McGavin sembla se raidir. Nul doute qu’on lui parlait rarement sur ce ton.

— Eh bien, puisque ce Mozo avait été prêté à Sarah pour l’aider, je ferais peut-être mieux maintenant…

Don sentit son cœur battre plus fort.

— Non, je vous en prie… Ne le reprenez pas. Je…

McGavin semblait encore en colère.

— Quoi ?

Don haussa les épaules d’un air gêné, bien qu’il fût impossible à McGavin de voir son geste.

— Il fait partie de la famille.

Un long silence, puis Don entendit McGavin relâcher son souffle.

— Très bien, dit celui-ci. Si cela peut nous permettre de nous réconcilier, vous pouvez le garder.

Silence.

— Alors, Don, nous sommes d’accord ?

Don était encore furieux. S’il avait eu réellement vingt-six ans, il aurait sans doute continué de se battre. Mais il ne les avait pas vraiment. Il savait qu’il valait mieux en rester là.

— Bon, d’accord.

— Tant mieux, fit McGavin sur un ton un peu plus chaleureux. Parce que nous faisons de bons progrès sur la matrice artificielle, mais bon sang, c’est un sacré boulot. Chaque pièce doit être fabriquée spécialement, et il y a certaines techniques dont mes ingénieurs n’avaient jamais entendu parler jusqu’ici…

Don était dans le salon et regardait distraitement autour de lui.

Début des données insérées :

//! Dataset loading.
//!
//! The engine needs all three input payloads before any query can run, so
//! the loader reads them as a single joined operation: if any read or
//! parse fails, the whole load fails and no partial dataset is ever
//! constructed. This is the engine's only asynchronous boundary.

use anyhow::{Context, Result};
use std::path::Path;

use crate::core::domain::{IngestStats, MovementDataset};
use crate::parsing::{geography_parser, graph_parser, location_parser};

/// Unified interface for loading the engine dataset.
pub struct DatasetLoader;

impl DatasetLoader {
    /// Load the dataset from the three payload files, all-or-nothing.
    pub async fn load(
        graph_path: &Path,
        geography_path: &Path,
        locations_path: &Path,
    ) -> Result<MovementDataset> {
        let (graph, geography, locations) = tokio::try_join!(
            read_payload(graph_path),
            read_payload(geography_path),
            read_payload(locations_path),
        )?;

        Self::from_strs(&graph, &geography, &locations)
    }

    /// Blocking wrapper around [`DatasetLoader::load`] for synchronous
    /// callers.
    pub fn load_sync(
        graph_path: &Path,
        geography_path: &Path,
        locations_path: &Path,
    ) -> Result<MovementDataset> {
        let runtime = tokio::runtime::Runtime::new()
            .context("Failed to create async runtime for dataset load")?;
        runtime.block_on(Self::load(graph_path, geography_path, locations_path))
    }

    /// Assemble the dataset from in-memory payload strings.
    pub fn from_strs(graph: &str, geography: &str, locations: &str) -> Result<MovementDataset> {
        let graph = graph_parser::parse_graph_str(graph)?;
        let geography = geography_parser::parse_geography_str(geography)?;
        let location_nodes = location_parser::parse_locations_str(locations)?;

        let ingest = IngestStats {
            malformed_ping_dates: graph.stats.malformed_ping_dates,
            malformed_transaction_dates: graph.stats.malformed_transaction_dates,
            missing_quantities: graph.stats.missing_quantities,
            skipped_features: geography.skipped_features,
        };

        let dataset = MovementDataset::assemble(
            graph.vessels,
            graph.pings,
            graph.transactions,
            geography.zones,
            location_nodes,
            geography.points_by_name,
            ingest,
        );

        log::info!(
            "Dataset loaded: {} vessels, {} pings, {} transactions, {} zones, {} locations",
            dataset.vessels.len(),
            dataset.pings.len(),
            dataset.transactions.len(),
            dataset.zones.len(),
            dataset.location_nodes.len()
        );

        Ok(dataset)
    }
}

async fn read_payload(path: &Path) -> Result<String> {
    tokio::fs::read_to_string(path)
        .await
        .with_context(|| format!("Failed to read payload file: {}", path.display()))
}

Le manteau de cheminée était à présent couvert de dizaines de messages de condoléances, chacun soigneusement imprimé et plié par Gunter. Don regrettait la disparition du courrier papier, mais l’idée d’envoyer des flots d’information que le destinataire pouvait reconstituer convenait sans doute assez bien aux circonstances.

L’un de ces messages était posé contre le trophée que l’UAI avait offert autrefois à Sarah. Un autre cachait en partie leur photo de mariage, où l’on ne voyait plus que Sarah. Don s’approcha pour déplacer la carte et regarda un instant Sarah telle qu’elle avait été, et lui-même tel qu’il était quand il avait eu vingt-six ans la première fois.

Il y avait aussi beaucoup de fleurs, des vraies et des virtuelles. Un vase garni de roses était posé sur la petite table entre le canapé et le fauteuil relax. Une projection d’œillets incarnats flottait au-dessus de la table basse. Don se souvint comme Sarah aimait planter des fleurs quand elle était jeune, et qu’elle jardinait encore alors qu’elle avait déjà soixante-dix ans bien sonnés. Elle avait une fois comparé le VLA à un parterre de fleurs planté par Dieu.

Alors qu’il contemplait toutes ces cartes, Don eut conscience d’un mouvement à la périphérie de son champ de vision. Il se retourna et vit le visage rond et bleu de Gunter.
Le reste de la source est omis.